** Instructions to follow **
Find the line containing "pretrained Gemma model." in the entries below. Restate it and each line after it, word for word, up to and including the line containing "pub mod tokenizer;".

╭──

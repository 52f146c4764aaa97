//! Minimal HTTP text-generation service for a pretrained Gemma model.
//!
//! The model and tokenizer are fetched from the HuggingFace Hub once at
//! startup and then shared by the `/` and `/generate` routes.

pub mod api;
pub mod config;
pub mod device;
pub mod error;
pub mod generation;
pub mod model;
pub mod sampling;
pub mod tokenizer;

╰──
╭──

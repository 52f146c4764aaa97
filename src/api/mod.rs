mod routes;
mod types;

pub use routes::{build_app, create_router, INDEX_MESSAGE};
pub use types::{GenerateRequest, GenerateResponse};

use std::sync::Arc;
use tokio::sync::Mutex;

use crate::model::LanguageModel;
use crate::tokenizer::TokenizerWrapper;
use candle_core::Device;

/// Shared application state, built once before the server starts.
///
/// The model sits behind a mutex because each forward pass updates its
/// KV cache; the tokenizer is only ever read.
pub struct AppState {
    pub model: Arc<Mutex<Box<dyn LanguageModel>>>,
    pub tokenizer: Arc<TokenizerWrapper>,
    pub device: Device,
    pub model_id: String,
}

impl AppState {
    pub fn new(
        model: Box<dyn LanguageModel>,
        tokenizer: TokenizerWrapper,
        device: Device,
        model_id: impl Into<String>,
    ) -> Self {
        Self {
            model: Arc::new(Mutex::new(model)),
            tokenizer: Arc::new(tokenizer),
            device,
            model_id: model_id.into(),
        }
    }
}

╰──
╭──

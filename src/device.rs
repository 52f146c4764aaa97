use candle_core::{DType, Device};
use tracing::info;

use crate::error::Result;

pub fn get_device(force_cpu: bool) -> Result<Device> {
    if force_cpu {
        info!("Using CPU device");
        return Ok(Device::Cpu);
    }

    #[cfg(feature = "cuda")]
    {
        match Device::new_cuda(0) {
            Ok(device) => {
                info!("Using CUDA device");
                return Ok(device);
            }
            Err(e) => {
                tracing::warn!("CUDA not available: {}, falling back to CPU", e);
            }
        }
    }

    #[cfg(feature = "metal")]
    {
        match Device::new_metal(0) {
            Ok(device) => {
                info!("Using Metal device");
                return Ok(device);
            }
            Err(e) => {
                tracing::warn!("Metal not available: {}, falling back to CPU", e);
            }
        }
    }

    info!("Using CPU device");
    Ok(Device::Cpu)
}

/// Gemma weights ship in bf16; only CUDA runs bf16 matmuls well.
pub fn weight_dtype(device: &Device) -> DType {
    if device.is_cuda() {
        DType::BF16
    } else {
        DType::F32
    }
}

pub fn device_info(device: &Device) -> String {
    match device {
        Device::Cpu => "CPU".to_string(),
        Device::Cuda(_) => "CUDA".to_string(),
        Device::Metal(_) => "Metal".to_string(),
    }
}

╰──

** Exercise response **
//! Minimal HTTP text-generation service for a pretrained Gemma model.
//!
//! The model and tokenizer are fetched from the HuggingFace Hub once at
//! startup and then shared by the `/` and `/generate` routes.

pub mod api;
pub mod config;
pub mod device;
pub mod error;
pub mod generation;
pub mod model;
pub mod sampling;
pub mod tokenizer;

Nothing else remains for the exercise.